### WORK INSTRUCTION
Repeat the data below with no changes.
[RECORDS SHOWN — start]
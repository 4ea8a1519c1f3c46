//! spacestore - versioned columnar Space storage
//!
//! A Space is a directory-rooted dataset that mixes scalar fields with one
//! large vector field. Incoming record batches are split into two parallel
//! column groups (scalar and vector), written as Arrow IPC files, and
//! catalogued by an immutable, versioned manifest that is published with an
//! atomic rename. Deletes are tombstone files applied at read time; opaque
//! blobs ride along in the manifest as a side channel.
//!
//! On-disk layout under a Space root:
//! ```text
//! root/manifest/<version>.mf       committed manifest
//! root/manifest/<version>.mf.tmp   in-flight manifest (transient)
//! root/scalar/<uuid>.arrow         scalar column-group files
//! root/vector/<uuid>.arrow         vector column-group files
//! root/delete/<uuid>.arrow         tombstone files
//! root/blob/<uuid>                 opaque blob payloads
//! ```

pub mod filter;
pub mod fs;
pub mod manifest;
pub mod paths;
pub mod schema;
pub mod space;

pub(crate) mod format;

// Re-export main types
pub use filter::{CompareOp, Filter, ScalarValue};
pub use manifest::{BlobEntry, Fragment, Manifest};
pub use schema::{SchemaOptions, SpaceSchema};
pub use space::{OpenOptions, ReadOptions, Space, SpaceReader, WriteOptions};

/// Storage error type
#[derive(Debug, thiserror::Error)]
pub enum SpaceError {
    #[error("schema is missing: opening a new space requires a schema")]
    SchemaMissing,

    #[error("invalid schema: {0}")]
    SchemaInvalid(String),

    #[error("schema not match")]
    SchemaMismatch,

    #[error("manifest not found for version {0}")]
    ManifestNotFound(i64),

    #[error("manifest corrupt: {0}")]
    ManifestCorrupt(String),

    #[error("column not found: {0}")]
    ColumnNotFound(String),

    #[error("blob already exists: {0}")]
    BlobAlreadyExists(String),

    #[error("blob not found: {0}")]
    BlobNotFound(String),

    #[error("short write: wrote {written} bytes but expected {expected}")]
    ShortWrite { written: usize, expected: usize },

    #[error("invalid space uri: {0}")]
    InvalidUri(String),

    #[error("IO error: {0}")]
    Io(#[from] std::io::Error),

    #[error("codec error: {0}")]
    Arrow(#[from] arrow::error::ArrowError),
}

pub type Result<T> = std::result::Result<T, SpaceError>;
[RECORDS SHOWN — finish]
### OUTPUT FOR THIS EXERCISE
repository 4ea8a1519c1f3c46
//! spacestore - versioned columnar Space storage
//!
//! A Space is a directory-rooted dataset that mixes scalar fields with one
//! large vector field. Incoming record batches are split into two parallel
//! column groups (scalar and vector), written as Arrow IPC files, and
//! catalogued by an immutable, versioned manifest that is published with an
//! atomic rename. Deletes are tombstone files applied at read time; opaque
//! blobs ride along in the manifest as a side channel.
//!
//! On-disk layout under a Space root:
//! ```text
//! root/manifest/<version>.mf       committed manifest
//! root/manifest/<version>.mf.tmp   in-flight manifest (transient)
//! root/scalar/<uuid>.arrow         scalar column-group files
//! root/vector/<uuid>.arrow         vector column-group files
//! root/delete/<uuid>.arrow         tombstone files
//! root/blob/<uuid>                 opaque blob payloads
//! ```

pub mod filter;
pub mod fs;
pub mod manifest;
pub mod paths;
pub mod schema;
pub mod space;

pub(crate) mod format;

// Re-export main types
pub use filter::{CompareOp, Filter, ScalarValue};
pub use manifest::{BlobEntry, Fragment, Manifest};
pub use schema::{SchemaOptions, SpaceSchema};
pub use space::{OpenOptions, ReadOptions, Space, SpaceReader, WriteOptions};

/// Storage error type
#[derive(Debug, thiserror::Error)]
pub enum SpaceError {
    #[error("schema is missing: opening a new space requires a schema")]
    SchemaMissing,

    #[error("invalid schema: {0}")]
    SchemaInvalid(String),

    #[error("schema not match")]
    SchemaMismatch,

    #[error("manifest not found for version {0}")]
    ManifestNotFound(i64),

    #[error("manifest corrupt: {0}")]
    ManifestCorrupt(String),

    #[error("column not found: {0}")]
    ColumnNotFound(String),

    #[error("blob already exists: {0}")]
    BlobAlreadyExists(String),

    #[error("blob not found: {0}")]
    BlobNotFound(String),

    #[error("short write: wrote {written} bytes but expected {expected}")]
    ShortWrite { written: usize, expected: usize },

    #[error("invalid space uri: {0}")]
    InvalidUri(String),

    #[error("IO error: {0}")]
    Io(#[from] std::io::Error),

    #[error("codec error: {0}")]
    Arrow(#[from] arrow::error::ArrowError),
}

pub type Result<T> = std::result::Result<T, SpaceError>;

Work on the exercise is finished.